My son will not show me OR my husband ANY kind of respect, he is asked simple things by us, and either flat out refuses to do it, or throws the biggest fit in the world, we dont ask much of him, just simple things (garbage, litter box, not to act like a little thug etc.) but he just continues to be ignorant with our wishes, my older daughter is starting to be the same way, she wont listen, she literally laughs when we yell at her, and she thinks that when ever we are trying to punish her it is all a joke. I have talked with my sons father and he is fine if I send my son to live with him (this has been on going for a LONG time and we have tried everything we can think of trying to get him to change his ways) but, sending my daughter to her fathers is out of the question (I am currently pursuing a soul custody court order) besides, she seems to listen at least a

2007-05-18 12:39:11 · 18 answers · asked by ♥shannon c♥ 3 in Family & Relationships Family

little bit better when my son is not home. What the H*E*L*L am I supposed to do? My husband has told me that he cannot deal with this much longer. He knows it would break our heart if he left (at least mine and my girls) and I am fed up with my son as well. I dont want my son thinking that I would be sending him away just to please my husband, THAT IS NOT THE case. I just do not know what to do!! I can not take much more of it! My husband feels like he has to stay in our room to avoid any altercations and arguments that may happen, because whatever is said to my son, it just always turns out to be an argument. Help me please!

2007-05-18 12:42:35 · update #1

***Also, it is court ordered that my son will be going to his dads for the summer, but I honestly cant say that I want him to come back for the new school year. Am I really wrong for wanting to see if he can better his behavior by having him stay at his dads?
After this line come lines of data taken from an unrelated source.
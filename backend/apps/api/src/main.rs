//! API Server Entry Point
//!
//! Wires every service crate into one axum server. Uses `anyhow` for
//! startup errors; request errors go through `kernel::error::AppError`.

mod config;

use std::net::SocketAddr;
use std::sync::Arc;

use audit::{
    AnchorUseCase, AuditAppState, EthJsonRpcAnchor, PgAuditRepository, audit_routes,
    spawn_forwarder,
};
use auth::{
    AuthAppState, PgAuthRepository, actor_middleware_state, attach_actor_headers, auth_routes,
    cleanup_now,
};
use axum::http::{HeaderName, HeaderValue, Method, header};
use axum::{Router, middleware::from_fn_with_state};
use chrono::Utc;
use platform::audit_events::AuditEmitter;
use platform::mailer::Mailer;
use platform::service_auth::{API_KEY_HEADER, ServiceAuthConfig};
use provider::{PgProviderRepository, ProviderConfig, provider_router};
use sqlx::postgres::PgPoolOptions;
use tokio::net::TcpListener;
use tower_http::cors::{AllowHeaders, AllowMethods, CorsLayer};
use tower_http::trace::TraceLayer;
use tracing_subscriber::{layer::SubscriberExt, util::SubscriberInitExt};
use verification::{PgVerificationRepository, VerificationConfig, expire_stale, verification_router};

use crate::config::ServerConfig;

#[tokio::main]
async fn main() -> anyhow::Result<()> {
    dotenvy::dotenv().ok();

    tracing_subscriber::registry()
        .with(tracing_subscriber::EnvFilter::try_from_default_env().unwrap_or_else(|_| {
            "api=info,auth=info,audit=info,verification=info,provider=info,tower_http=info".into()
        }))
        .with(tracing_subscriber::fmt::layer())
        .init();

    let config = ServerConfig::from_env()?;
    tracing::info!(environment = config.environment.as_str(), "Starting API server");

    let pool = PgPoolOptions::new()
        .max_connections(10)
        .connect(&config.database_url)
        .await?;
    tracing::info!("Connected to database");

    sqlx::migrate!("../../../database/migrations")
        .run(&pool)
        .await?;
    tracing::info!("Migrations completed");

    let service_auth = ServiceAuthConfig::new(config.service_api_key.clone(), config.environment);
    let mailer = Mailer::from_env()?;
    tracing::info!(transport = mailer.transport_name(), "Mailer ready");

    // Audit: in-process events are drained into the audit store
    let anchor = match &config.audit.anchor {
        Some(anchor) => {
            tracing::info!(rpc_url = %anchor.rpc_url, "Audit anchoring enabled");
            Some(EthJsonRpcAnchor::new(anchor).map_err(|e| anyhow::anyhow!(e.to_string()))?)
        }
        None => {
            tracing::info!("Audit anchoring disabled; no ledger configured");
            None
        }
    };
    let audit_state = AuditAppState::new(PgAuditRepository::new(pool.clone()), anchor, config.audit);
    let (audit_events, audit_rx) = AuditEmitter::channel();
    spawn_forwarder(audit_rx, audit_state.repo.clone(), audit_state.anchoring());

    // Auth: its state is shared with the actor header middleware
    let auth_repo = PgAuthRepository::new(pool.clone());
    let auth_state = AuthAppState {
        repo: Arc::new(auth_repo.clone()),
        config: Arc::new(config.auth),
        mailer,
        audit: audit_events.clone(),
    };
    let actor_state = actor_middleware_state(&auth_state, service_auth.clone());

    let verification_config = VerificationConfig::default();
    let verification_repo = PgVerificationRepository::new(pool.clone());

    tokio::spawn(run_sweeper(
        config.sweep_interval,
        auth_repo,
        verification_repo.clone(),
        verification_config.clone(),
        audit_state.anchoring(),
    ));

    let business = Router::new()
        .nest(
            "/verifications",
            verification_router(verification_repo, verification_config, audit_events.clone()),
        )
        .merge(provider_router(
            PgProviderRepository::new(pool.clone()),
            ProviderConfig::default(),
            audit_events,
        ))
        .layer(from_fn_with_state(
            actor_state,
            attach_actor_headers::<PgAuthRepository>,
        ));

    let allowed_origins: Vec<HeaderValue> = config
        .frontend_origins
        .iter()
        .filter_map(|origin| origin.parse().ok())
        .collect();

    let cors = CorsLayer::new()
        .allow_origin(allowed_origins)
        .allow_methods(AllowMethods::list([
            Method::GET,
            Method::POST,
            Method::PUT,
            Method::OPTIONS,
        ]))
        .allow_headers(AllowHeaders::list([
            header::CONTENT_TYPE,
            header::AUTHORIZATION,
            header::ACCEPT,
            HeaderName::from_static(API_KEY_HEADER),
        ]))
        .allow_credentials(true);

    let app = Router::new()
        .nest("/api/auth", auth_routes(auth_state))
        .nest("/api/audit", audit_routes(audit_state, service_auth))
        .nest("/api", business)
        .layer(TraceLayer::new_for_http())
        .layer(cors);

    let addr = SocketAddr::from(([0, 0, 0, 0], config.port));
    tracing::info!("Listening on {}", addr);

    let listener = TcpListener::bind(addr).await?;
    axum::serve(
        listener,
        app.into_make_service_with_connect_info::<SocketAddr>(),
    )
    .with_graceful_shutdown(shutdown_signal())
    .await?;

    Ok(())
}

/// Expiry and retry work. The first tick fires immediately, so this also
/// covers the startup pass.
async fn run_sweeper(
    every: std::time::Duration,
    auth_repo: PgAuthRepository,
    verification_repo: PgVerificationRepository,
    verification_config: VerificationConfig,
    anchoring: Option<AnchorUseCase<PgAuditRepository, EthJsonRpcAnchor>>,
) {
    let mut interval = tokio::time::interval(every);
    interval.set_missed_tick_behavior(tokio::time::MissedTickBehavior::Delay);

    loop {
        interval.tick().await;

        // Errors here should not stop the server
        if let Err(e) = cleanup_now(&auth_repo).await {
            tracing::warn!(error = %e, "Auth cleanup failed");
        }
        if let Err(e) = expire_stale(&verification_repo, &verification_config, Utc::now()).await {
            tracing::warn!(error = %e, "Verification expiry failed");
        }
        if let Some(anchoring) = &anchoring {
            match anchoring.retry_backlog(Utc::now()).await {
                Ok(report) if report.attempted > 0 => {
                    tracing::info!(
                        attempted = report.attempted,
                        anchored = report.anchored,
                        failed = report.failed,
                        "Anchor backlog pass"
                    );
                }
                Ok(_) => {}
                Err(e) => tracing::warn!(error = %e, "Anchor backlog pass failed"),
            }
        }
    }
}

async fn shutdown_signal() {
    let ctrl_c = async {
        if let Err(e) = tokio::signal::ctrl_c().await {
            tracing::error!(error = %e, "Could not listen for Ctrl+C");
            std::future::pending::<()>().await;
        }
    };

    #[cfg(unix)]
    let terminate = async {
        use tokio::signal::unix::{SignalKind, signal};
        match signal(SignalKind::terminate()) {
            Ok(mut sigterm) => {
                sigterm.recv().await;
            }
            Err(e) => {
                tracing::error!(error = %e, "Could not listen for SIGTERM");
                std::future::pending::<()>().await;
            }
        }
    };

    #[cfg(not(unix))]
    let terminate = std::future::pending::<()>();

    tokio::select! {
        _ = ctrl_c => tracing::info!("Received Ctrl+C, shutting down"),
        _ = terminate => tracing::info!("Received SIGTERM, shutting down"),
    }
}
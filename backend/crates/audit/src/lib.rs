//! Audit Backend Module
//!
//! Tamper-evident log of security-relevant events from the other services.
//!
//! - Each log carries a SHA-256 over its canonical JSON content
//! - With a ledger configured, the hash is written to the audit contract as
//!   `anchor(bytes32,string)`; failures are retried by the sweeper up to
//!   five attempts
//! - `GET /logs/{id}/verify` recomputes the hash from the stored content
//! - Events emitted in-process through `platform::audit_events` are drained
//!   by [`spawn_forwarder`]

pub mod application;
pub mod domain;
pub mod error;
pub mod infra;
pub mod presentation;

mod tests;

pub use application::{
    AnchorConfig, AnchorUseCase, AuditConfig, BacklogReport, spawn_forwarder,
};
pub use domain::{AuditRepository, AuditStore};
pub use error::{AuditError, AuditResult};
pub use infra::{EthJsonRpcAnchor, PgAuditRepository};
pub use presentation::{AuditAppState, audit_routes};
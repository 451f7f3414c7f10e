//! Reference data maintained by staff

use chrono::{DateTime, Utc};
use kernel::id::{CategoryId, ServiceAreaId};

#[derive(Debug, Clone, PartialEq, Eq)]
pub struct Category {
    pub id: CategoryId,
    pub name: String,
    pub description: Option<String>,
    pub created_at: DateTime<Utc>,
}

impl Category {
    pub fn new(name: &str, description: Option<String>, now: DateTime<Utc>) -> Self {
        Self {
            id: CategoryId::new(),
            name: name.trim().to_string(),
            description: description.map(|d| d.trim().to_string()).filter(|d| !d.is_empty()),
            created_at: now,
        }
    }
}

/// Barangay or municipality a provider serves
#[derive(Debug, Clone, PartialEq, Eq)]
pub struct ServiceArea {
    pub id: ServiceAreaId,
    pub name: String,
    pub municipality: Option<String>,
    pub created_at: DateTime<Utc>,
}

impl ServiceArea {
    pub fn new(name: &str, municipality: Option<String>, now: DateTime<Utc>) -> Self {
        Self {
            id: ServiceAreaId::new(),
            name: name.trim().to_string(),
            municipality: municipality.map(|m| m.trim().to_string()).filter(|m| !m.is_empty()),
            created_at: now,
        }
    }
}
//! Domain Layer

pub mod entity;
pub mod repository;

pub use entity::id_verification::{IdVerification, VerificationStatus};
pub use repository::{VerificationRepository, VerificationStore};
//! Request body validation
//!
//! [`ValidatedJson`] deserialises a JSON body and runs its `validator` rules.
//! Malformed bodies and rule failures are 400 with the failing fields listed.
//! A failure on the `role` field is a privilege request rather than a typo
//! and is answered with 403.

use axum::Json;
use axum::extract::{FromRequest, Request};
use kernel::error::app_error::{AppError, FieldViolation};
use serde::de::DeserializeOwned;
use validator::{Validate, ValidationErrors};

/// Field whose violations escalate to 403
pub const ROLE_FIELD: &str = "role";

#[derive(Debug, Clone, Copy, Default)]
pub struct ValidatedJson<T>(pub T);

impl<T, S> FromRequest<S> for ValidatedJson<T>
where
    T: DeserializeOwned + Validate,
    S: Send + Sync,
{
    type Rejection = AppError;

    async fn from_request(req: Request, state: &S) -> Result<Self, Self::Rejection> {
        let Json(value) = Json::<T>::from_request(req, state).await.map_err(|rejection| {
            tracing::debug!(error = %rejection.body_text(), "Rejected request body");
            AppError::bad_request("Request body is not valid JSON for this endpoint")
                .with_fields(vec![FieldViolation::new("body", rejection.body_text())])
        })?;

        value.validate().map_err(validation_error)?;
        Ok(Self(value))
    }
}

/// Map `validator` output onto an [`AppError`]
pub fn validation_error(errors: ValidationErrors) -> AppError {
    let mut fields: Vec<FieldViolation> = errors
        .field_errors()
        .into_iter()
        .flat_map(|(field, errs)| {
            let field = field.to_string();
            errs.iter().map(move |err| {
                let message = err
                    .message
                    .as_ref()
                    .map(|m| m.to_string())
                    .unwrap_or_else(|| err.code.to_string());
                FieldViolation::new(field.clone(), message)
            })
        })
        .collect();
    fields.sort_by(|a, b| a.field.cmp(&b.field));

    if fields.iter().any(|f| f.field == ROLE_FIELD) {
        tracing::warn!("Rejected request asking for a restricted role");
        return AppError::forbidden("Requested role is not allowed").with_fields(fields);
    }

    AppError::bad_request("Validation failed")
        .with_action("Fix the listed fields and retry")
        .with_fields(fields)
}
2007-05-18 12:58:36 · update #2

18 answers

My 18 year old son moved out on his 18th birthday. He was a horrible influence on my 16 year old daughter for many years. He climbed in and out of windows in the night, drank, had sex, did drugs, got expelled from school and basically fought any kind of authority figure including his parents. He didn't want to live by our rules and just up and left. Our home has been a very peaceful, soft, quiet and family oriented home ever since. My daughter saw the destruction that he caused and decided to change her ways immediately. She is now on the B honor roll and is very loving. I think it was caught in time. Hang in there with your daughter and be very very firm with your son, even if that means him not living there with you. You will see the changes in your daughter and perhaps your son as well. This situation with me is with me and their step dad. That was half the problem. You made the decision to marry and stay with this man. Treat him as a part of the family including all decisions and be a united front. Your son will see that he will not win.

2007-05-18 12:47:24 · answer #1 · answered by montana657 2 · 0 0

You are a MOTHER and should never QUIT that easy! It sounds like both your children have had no discipline and from the looks of it, the pattern will remain the same - unless you finally DO something about it. Do NOT give up on your son. Mother's are not about taking the EASY way out. It shows we're failures that way. If he goes away he will never forgive you and he will feel unloved and HATE you for giving up on him - forever.
You should look into enrolling him in a discipline / behavior course or perhaps Karate - educate his mind, body, attitude, self confidence, and he will learn self control.
Did you ever wonder why he misbehaves? What is the ROOT of his actions? Could it be because he feels neglected? Does your husband mistreat him? Do you ever get involved in his life? Does he have behavioral trouble in school? Have you made an effort to speak with his teachers? Is someone bullying him around? Ask yourself these questions before doing anything STUPID you will regret one day!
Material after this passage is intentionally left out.